The PLASTOX project will investigate the ingestion, foodweb transfer, and ecotoxicological impact of microplastics (MPs), together with persistent organic pollutants (POPs), metals and plastic additive chemicals, on key European marine species and ecosystems. It will also study the temporal dynamics of MP colonisation by microbial communities and the influence of microbial biofilms on ingestion rates and POP toxicity. The influence of MPs physicochemical properties (size, shape, surface area and composition) on these processes will be evaluated. To study the ecological effects of MPs, laboratory tests and mesocosm studies will be combined with field-based observations and manipulative field experiments at stations representing a wide range of European marine environments (Mediterranean, Adriatic, North, and Baltic Seas and the Atlantic). The project will bridge the current gap between laboratory assessment using commercially available feedstock MPs and the additive/pollutant-loaded MPs that dominate the marine environment. To achieve this, macro-sized plastic debris collected from the marine environment will be milled into MPs derived from real marine litter.

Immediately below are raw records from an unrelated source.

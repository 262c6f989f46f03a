//! Error types for the `docqa-rag` crate.

use std::path::PathBuf;

use thiserror::Error;

/// Errors that can occur while ingesting, indexing, or answering.
///
/// Every external-call failure is surfaced as a typed variant rather than
/// retried internally; retry policy belongs to the caller.
#[derive(Debug, Error)]
pub enum QaError {
    /// The document path does not exist or is not a readable file.
    #[error("source not found: {path}")]
    SourceNotFound {
        /// The path that was requested.
        path: PathBuf,
    },

    /// The document bytes are not valid text under the assumed encoding.
    #[error("failed to decode {path} as UTF-8: {message}")]
    DecodeError {
        /// The path of the undecodable source.
        path: PathBuf,
        /// A description of the failure.
        message: String,
    },

    /// Chunking parameters are inconsistent: overlap must be smaller than
    /// the chunk size and both must be positive.
    #[error("invalid chunk parameters: chunk_size={chunk_size}, chunk_overlap={chunk_overlap}")]
    InvalidChunkParams {
        /// The requested chunk size in characters.
        chunk_size: usize,
        /// The requested overlap in characters.
        chunk_overlap: usize,
    },

    /// An error occurred during embedding generation.
    #[error("embedding error ({provider}): {message}")]
    EmbeddingError {
        /// The embedding provider that produced the error.
        provider: String,
        /// A description of the failure.
        message: String,
    },

    /// An error occurred during answer generation.
    #[error("generation error ({provider}): {message}")]
    GenerationError {
        /// The generation provider that produced the error.
        provider: String,
        /// A description of the failure.
        message: String,
    },

    /// No persisted index exists at the given path.
    #[error("no index found at {path}")]
    IndexNotFound {
        /// The directory that was expected to hold the index files.
        path: PathBuf,
    },

    /// The persisted index exists but cannot be reconstructed.
    #[error("corrupt index at {path}: {message}")]
    CorruptIndex {
        /// The directory holding the unparseable index.
        path: PathBuf,
        /// A description of what failed to parse or validate.
        message: String,
    },

    /// The index holds zero vectors, so retrieval cannot rank anything.
    #[error("index is empty")]
    EmptyIndex,

    /// A vector's dimensionality does not match the index's.
    #[error("dimension mismatch: index expects {expected}, got {actual}")]
    DimensionMismatch {
        /// The dimensionality recorded by the index.
        expected: usize,
        /// The dimensionality actually supplied.
        actual: usize,
    },

    /// The query engine was asked to answer before an index was attached.
    #[error("no index attached to the query engine")]
    IndexNotReady,

    /// A configuration validation error.
    #[error("configuration error: {0}")]
    ConfigError(String),

    /// An I/O failure while persisting or restoring an index.
    #[error(transparent)]
    Io(#[from] std::io::Error),
}

/// A convenience result type for document-QA operations.
pub type Result<T> = std::result::Result<T, QaError>;
//! Plain-text document loading.

use std::collections::HashMap;
use std::path::Path;

use tracing::info;

use crate::document::Document;
use crate::error::{QaError, Result};

/// Load a UTF-8 plain-text file into a [`Document`].
///
/// The document ID is derived from the file stem; the full path is recorded
/// in the metadata and `source_uri` so answers can cite their origin.
///
/// # Errors
///
/// - [`QaError::SourceNotFound`] if `path` does not exist or is not a file.
/// - [`QaError::DecodeError`] if the bytes are not valid UTF-8.
/// - [`QaError::Io`] if the file exists but cannot be read.
pub async fn load_text(path: impl AsRef<Path>) -> Result<Document> {
    let path = path.as_ref();

    let is_file = tokio::fs::metadata(path).await.map(|m| m.is_file()).unwrap_or(false);
    if !is_file {
        return Err(QaError::SourceNotFound { path: path.to_path_buf() });
    }

    let bytes = tokio::fs::read(path).await?;
    let text = String::from_utf8(bytes).map_err(|e| QaError::DecodeError {
        path: path.to_path_buf(),
        message: e.to_string(),
    })?;

    let id = path
        .file_stem()
        .and_then(|s| s.to_str())
        .unwrap_or("document")
        .to_string();

    let source = path.display().to_string();
    let mut metadata = HashMap::new();
    metadata.insert("source".to_string(), source.clone());

    info!(document.id = %id, text_len = text.len(), "loaded document");

    Ok(Document { id, text, metadata, source_uri: Some(source) })
}
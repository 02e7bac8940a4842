//! Search page controller: search execution with stale-response rejection,
//! bookmark/favorite toggles, and per-item category tagging.

use std::sync::atomic::{AtomicU64, Ordering};
use std::sync::{Mutex, MutexGuard};

use gifshelf_api::{Client, SearchQuery};

use crate::error::PanelError;
use crate::inflight::InFlight;
use crate::render;
use crate::state::{ItemState, PanelState};

/// The two page regions a search paints: the count/pagination header and
/// the result grid body.
#[derive(Clone, Debug, PartialEq, Eq)]
pub struct PageView {
    pub header: String,
    pub body: String,
}

impl PageView {
    fn both(text: &str) -> Self {
        Self {
            header: text.to_string(),
            body: text.to_string(),
        }
    }

    /// What to paint into both regions while a search is in flight.
    pub fn loading() -> Self {
        Self::both(render::LOADING)
    }
}

/// Result of a search round-trip.
#[derive(Clone, Debug, PartialEq, Eq)]
pub enum SearchOutcome {
    /// Paint these fragments into the two regions.
    Rendered(PageView),
    /// A newer search started while this one was in flight; leave the
    /// page alone.
    Stale,
}

/// Result of a per-item mutation (toggle or tag operation).
#[derive(Clone, Debug)]
pub enum MutationOutcome {
    Updated(ItemView),
    /// A mutation for this item is already in flight; this one was
    /// dropped, not queued.
    Busy,
}

/// Projection of one item's controls after a mutation.
#[derive(Clone, Debug)]
pub struct ItemView {
    pub item_id: String,
    pub bookmark_label: &'static str,
    pub favorite_label: &'static str,
    /// Replacement markup for the item's category container, when the
    /// mutation repopulates it.
    pub categories: Option<String>,
}

/// Controller for the search page.
///
/// Shared by reference between concurrent event handlers; the view-model
/// sits behind a mutex that is never held across a network await.
pub struct SearchPanel {
    client: Client,
    default_limit: i64,
    /// Monotonic search token. A response is rendered only if no newer
    /// search started while it was in flight.
    epoch: AtomicU64,
    state: Mutex<PanelState>,
    mutations: InFlight,
}

impl SearchPanel {
    pub fn new(client: Client) -> Self {
        Self {
            client,
            default_limit: gifshelf_api::DEFAULT_LIMIT,
            epoch: AtomicU64::new(0),
            state: Mutex::new(PanelState::default()),
            mutations: InFlight::default(),
        }
    }

    /// Overrides the page size used for searches.
    pub fn with_limit(mut self, limit: i64) -> Self {
        self.default_limit = limit;
        self
    }

    /// Entry point wired to both the Enter key in the search field and
    /// the submit control: runs a page-0 search for the trimmed input.
    pub async fn submit(&self, raw_query: &str) -> SearchOutcome {
        self.execute_search(raw_query.trim(), 0).await
    }

    /// Requests the zero-based `page` of the current query. Limit and
    /// query come from controller state, never read back from markup.
    pub async fn select_page(&self, page: i64) -> SearchOutcome {
        let (query, limit) = {
            let state = self.lock_state();
            (state.query.clone(), state.limit)
        };
        self.execute_search(&query, page * limit).await
    }

    /// Runs a search and projects the outcome. Callers paint
    /// [`PageView::loading`] into both regions before awaiting this.
    pub async fn execute_search(&self, query: &str, offset: i64) -> SearchOutcome {
        let token = self.epoch.fetch_add(1, Ordering::SeqCst) + 1;
        let limit = self.default_limit;
        {
            let mut state = self.lock_state();
            state.query = query.to_string();
            state.limit = limit;
        }

        let request = SearchQuery::new(query)
            .with_limit(limit)
            .with_offset(offset);
        let result = self.client.search(&request).await;

        if self.epoch.load(Ordering::SeqCst) != token {
            tracing::debug!("Discarding superseded search for {:?}", query);
            return SearchOutcome::Stale;
        }

        let mut state = self.lock_state();
        let view = match result {
            Err(gifshelf_api::Error::HttpStatus { status, .. }) => {
                tracing::warn!("Search for {:?} rejected with status {}", query, status);
                state.items.clear();
                state.pagination = None;
                PageView::both(render::BAD_REQUEST)
            }
            Err(e) => {
                tracing::warn!("Search for {:?} failed: {}", query, e);
                state.items.clear();
                state.pagination = None;
                PageView::both(render::NETWORK_ERROR)
            }
            Ok(resp) => {
                let app_error = resp.app_error().map(str::to_string);
                if let Some(message) = app_error {
                    state.items.clear();
                    state.pagination = None;
                    PageView {
                        header: "Results: 0".to_string(),
                        body: render::html_escape(&message),
                    }
                } else {
                    state.items = resp.data.into_iter().map(ItemState::from_result).collect();
                    state.pagination = resp.pagination;
                    let header = match &state.pagination {
                        Some(paging) if paging.count > 0 => render::results_header(paging),
                        _ => "Results: 0".to_string(),
                    };
                    PageView {
                        header,
                        body: render::results_grid(&state.items),
                    }
                }
            }
        };
        SearchOutcome::Rendered(view)
    }

    /// Toggles the saved flag. Unsaving also clears the favorite flag; a
    /// fresh save loads the item's category panel. On any API error the
    /// view-model is left untouched.
    pub async fn toggle_saved(&self, item_id: &str) -> Result<MutationOutcome, PanelError> {
        let _guard = match self.mutations.begin(item_id) {
            Some(guard) => guard,
            None => {
                tracing::debug!("Dropping bookmark toggle for busy item {}", item_id);
                return Ok(MutationOutcome::Busy);
            }
        };

        let saved = self.item_flag(item_id, |item| item.saved)?;
        if saved {
            self.client.remove_gif(item_id).await?;
        } else {
            self.client.save_gif(item_id).await?;
        }

        {
            let mut state = self.lock_state();
            let item = state
                .item_mut(item_id)
                .ok_or_else(|| PanelError::UnknownItem(item_id.to_string()))?;
            item.saved = !saved;
            if !item.saved {
                // A removed bookmark cannot stay a favorite.
                item.favorited = false;
            }
        }

        let categories = if saved {
            None
        } else {
            Some(self.reload_item_catalog(item_id).await)
        };
        self.item_view(item_id, categories)
    }

    /// Toggles the favorite flag. Favoriting bookmarks the item as a side
    /// effect and loads its category panel; unfavoriting leaves the
    /// bookmark in place.
    pub async fn toggle_favorited(&self, item_id: &str) -> Result<MutationOutcome, PanelError> {
        let _guard = match self.mutations.begin(item_id) {
            Some(guard) => guard,
            None => {
                tracing::debug!("Dropping favorite toggle for busy item {}", item_id);
                return Ok(MutationOutcome::Busy);
            }
        };

        let favorited = self.item_flag(item_id, |item| item.favorited)?;
        if favorited {
            self.client.unfavorite_gif(item_id).await?;
        } else {
            self.client.favorite_gif(item_id).await?;
        }

        {
            let mut state = self.lock_state();
            let item = state
                .item_mut(item_id)
                .ok_or_else(|| PanelError::UnknownItem(item_id.to_string()))?;
            item.favorited = !favorited;
            if item.favorited {
                item.saved = true;
            }
        }

        let categories = if favorited {
            None
        } else {
            Some(self.reload_item_catalog(item_id).await)
        };
        self.item_view(item_id, categories)
    }

    /// Populates and projects the category panel for a rendered item.
    pub async fn load_categories(&self, item_id: &str) -> Result<String, PanelError> {
        let catalog = self.client.get_categories().await?;
        let mut state = self.lock_state();
        let item = state
            .item_mut(item_id)
            .ok_or_else(|| PanelError::UnknownItem(item_id.to_string()))?;
        item.catalog = catalog;
        Ok(render::category_panel(item))
    }

    /// Assigns a catalog category to an item. The category name comes from
    /// the item's loaded catalog, never from the selector markup.
    pub async fn add_item_category(
        &self,
        item_id: &str,
        category_id: &str,
    ) -> Result<MutationOutcome, PanelError> {
        let _guard = match self.mutations.begin(item_id) {
            Some(guard) => guard,
            None => {
                tracing::debug!("Dropping tag add for busy item {}", item_id);
                return Ok(MutationOutcome::Busy);
            }
        };

        let category = {
            let state = self.lock_state();
            let item = state
                .item(item_id)
                .ok_or_else(|| PanelError::UnknownItem(item_id.to_string()))?;
            item.catalog
                .iter()
                .find(|category| category.id == category_id)
                .cloned()
                .ok_or_else(|| PanelError::UnknownCategory(category_id.to_string()))?
        };

        self.client.tag_gif(item_id, category_id).await?;

        {
            let mut state = self.lock_state();
            let item = state
                .item_mut(item_id)
                .ok_or_else(|| PanelError::UnknownItem(item_id.to_string()))?;
            item.tags.push(category);
        }
        let panel = self.project_category_panel(item_id)?;
        self.item_view(item_id, Some(panel))
    }

    /// Removes a category assignment from an item and detaches its row.
    pub async fn remove_item_category(
        &self,
        item_id: &str,
        category_id: &str,
    ) -> Result<MutationOutcome, PanelError> {
        let _guard = match self.mutations.begin(item_id) {
            Some(guard) => guard,
            None => {
                tracing::debug!("Dropping tag removal for busy item {}", item_id);
                return Ok(MutationOutcome::Busy);
            }
        };

        self.client.untag_gif(item_id, category_id).await?;

        {
            let mut state = self.lock_state();
            let item = state
                .item_mut(item_id)
                .ok_or_else(|| PanelError::UnknownItem(item_id.to_string()))?;
            item.tags.retain(|tag| tag.id != category_id);
        }
        let panel = self.project_category_panel(item_id)?;
        self.item_view(item_id, Some(panel))
    }

    /// Fetches the catalog and projects the item's category panel. On
    /// fetch failure the container is cleared and the error only logged;
    /// the toggle that triggered the load has already succeeded.
    async fn reload_item_catalog(&self, item_id: &str) -> String {
        match self.client.get_categories().await {
            Ok(catalog) => {
                let mut state = self.lock_state();
                match state.item_mut(item_id) {
                    Some(item) => {
                        item.catalog = catalog;
                        render::category_panel(item)
                    }
                    None => String::new(),
                }
            }
            Err(e) => {
                tracing::warn!("Category load for {} failed: {}", item_id, e);
                String::new()
            }
        }
    }

    fn project_category_panel(&self, item_id: &str) -> Result<String, PanelError> {
        let state = self.lock_state();
        let item = state
            .item(item_id)
            .ok_or_else(|| PanelError::UnknownItem(item_id.to_string()))?;
        Ok(render::category_panel(item))
    }

    fn item_flag<F>(&self, item_id: &str, flag: F) -> Result<bool, PanelError>
    where
        F: Fn(&ItemState) -> bool,
    {
        let state = self.lock_state();
        state
            .item(item_id)
            .map(flag)
            .ok_or_else(|| PanelError::UnknownItem(item_id.to_string()))
    }

    fn item_view(
        &self,
        item_id: &str,
        categories: Option<String>,
    ) -> Result<MutationOutcome, PanelError> {
        let state = self.lock_state();
        let item = state
            .item(item_id)
            .ok_or_else(|| PanelError::UnknownItem(item_id.to_string()))?;
        Ok(MutationOutcome::Updated(ItemView {
            item_id: item.id.clone(),
            bookmark_label: item.bookmark_label(),
            favorite_label: item.favorite_label(),
            categories,
        }))
    }

    fn lock_state(&self) -> MutexGuard<'_, PanelState> {
        self.state.lock().unwrap_or_else(|e| e.into_inner())
    }
}
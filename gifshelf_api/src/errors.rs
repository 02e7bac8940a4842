//! Error types for the API client.

/// Errors that can occur when talking to the bookmark server.
#[derive(thiserror::Error, Debug)]
pub enum Error {
    /// An HTTP request failed (network error, timeout, or a body that
    /// could not be parsed as the expected JSON).
    #[error("Request failed")]
    RequestFailed,
    /// The server answered with a non-success status.
    #[error("Request failed with status {status}")]
    HttpStatus { status: u16, body: String },
}
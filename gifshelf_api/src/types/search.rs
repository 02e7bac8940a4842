use serde::{Deserialize, Serialize};

use super::GifResult;

/// Response envelope for `/do_search`.
///
/// On success `error` is the empty string; on failure the server sends the
/// message there with `data` empty and `pagination` as `{}`. Use
/// [`SearchResponse::app_error`] rather than inspecting the field directly.
#[derive(Serialize, Deserialize, Debug)]
pub struct SearchResponse {
    #[serde(default)]
    pub count: i64,

    #[serde(default)]
    pub data: Vec<GifResult>,

    #[serde(default)]
    pub error: Option<String>,

    #[serde(default)]
    pub pagination: Option<Pagination>,
}

impl SearchResponse {
    /// The application-level error carried on an otherwise valid response,
    /// if any. Filters the empty string the server sends on success.
    pub fn app_error(&self) -> Option<&str> {
        self.error.as_deref().filter(|e| !e.is_empty())
    }
}

/// Upstream paging block. `offset` is a multiple of `count` for
/// page-aligned navigation; all fields default to 0 because the server
/// sends an empty object alongside an error.
#[derive(Serialize, Deserialize, Clone, Copy, Debug, Default)]
pub struct Pagination {
    #[serde(default)]
    pub count: i64,

    #[serde(default)]
    pub offset: i64,

    #[serde(default)]
    pub total_count: i64,
}
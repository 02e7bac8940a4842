use gifshelf_api::types::{Category, GifResponse, SearchResponse};

fn load_fixture(name: &str) -> String {
    std::fs::read_to_string(format!("tests/fixtures/{}", name)).unwrap()
}

#[test]
fn deserialize_search_full() {
    let json = load_fixture("search.json");
    let resp: SearchResponse = serde_json::from_str(&json).unwrap();
    assert_eq!(resp.count, 2);
    assert_eq!(resp.data.len(), 2);
    assert!(resp.app_error().is_none());

    let paging = resp.pagination.unwrap();
    assert_eq!(paging.count, 25);
    assert_eq!(paging.offset, 0);
    assert_eq!(paging.total_count, 237);

    let cat = &resp.data[0];
    assert_eq!(cat.id, "abc123");
    assert_eq!(cat.title, "Excited Cat");
    assert_eq!(
        cat.images.preview_gif.url,
        "https://media.giphy.example/abc123/preview.gif"
    );
    assert!(cat.saved);
    assert!(cat.favorited);
    assert_eq!(cat.categories.len(), 1);
    assert_eq!(cat.categories[0].name, "cats");

    let dog = &resp.data[1];
    assert!(!dog.saved);
    assert!(!dog.favorited);
    assert!(dog.categories.is_empty());
}

#[test]
fn deserialize_search_error_payload() {
    let json = load_fixture("search_error.json");
    let resp: SearchResponse = serde_json::from_str(&json).unwrap();
    assert_eq!(resp.app_error(), Some("No results for zzzzqqqq"));
    assert!(resp.data.is_empty());
    // The server sends an empty paging object alongside an error.
    let paging = resp.pagination.unwrap();
    assert_eq!(paging.count, 0);
    assert_eq!(paging.total_count, 0);
}

#[test]
fn empty_error_string_is_not_an_error() {
    let resp: SearchResponse =
        serde_json::from_str(r#"{"count": 0, "data": [], "error": ""}"#).unwrap();
    assert!(resp.app_error().is_none());
    assert!(resp.pagination.is_none());
}

#[test]
fn deserialize_categories() {
    let json = load_fixture("categories.json");
    let cats: Vec<Category> = serde_json::from_str(&json).unwrap();
    assert_eq!(cats.len(), 3);
    assert_eq!(cats[0].id, "1");
    assert_eq!(cats[2].name, "monday mood");
}

#[test]
fn deserialize_gif_detail_favorite_spelling() {
    let json = load_fixture("gif.json");
    let resp: GifResponse = serde_json::from_str(&json).unwrap();
    // The detail endpoint spells the flag `favorite` on the wire.
    assert!(resp.data.favorited);
    assert!(resp.data.saved);
    assert_eq!(resp.data.categories[0].id, "1");
}

#[test]
fn deserialize_malformed_json_returns_error() {
    let bad_json = r#"{"data": not valid json}"#;
    let result = serde_json::from_str::<SearchResponse>(bad_json);
    assert!(result.is_err());
}

#[test]
fn deserialize_missing_required_fields_returns_error() {
    // A result without `title` or `images` is not usable by the panel.
    let json = r#"{"count": 1, "data": [{"id": "abc123"}], "error": ""}"#;
    let result = serde_json::from_str::<SearchResponse>(json);
    assert!(result.is_err());
}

Adsorption and desorption behaviour of organic and inorganic pollutants to MPs will be investigated using a range of common POP and metal contaminants, identifying which physicochemical properties are most influential. Uptake through ingestion and other routes will be investigated, and attempts made to quantify MP accumulation in marine organism tissues using state of the art analytical approaches. Acute and sublethal ecotoxicological effects of MPs will be assessed on marine organisms from phyto- and zooplankton to (shell)fish and seabirds, representative of the full range of economically important marine living resources in the EU. PLASTOX will culminate in a series of experiments bringing together the knowledge generated about MPs and POPs/metals to study the combined fate and effects of these marine contaminants in food web studies.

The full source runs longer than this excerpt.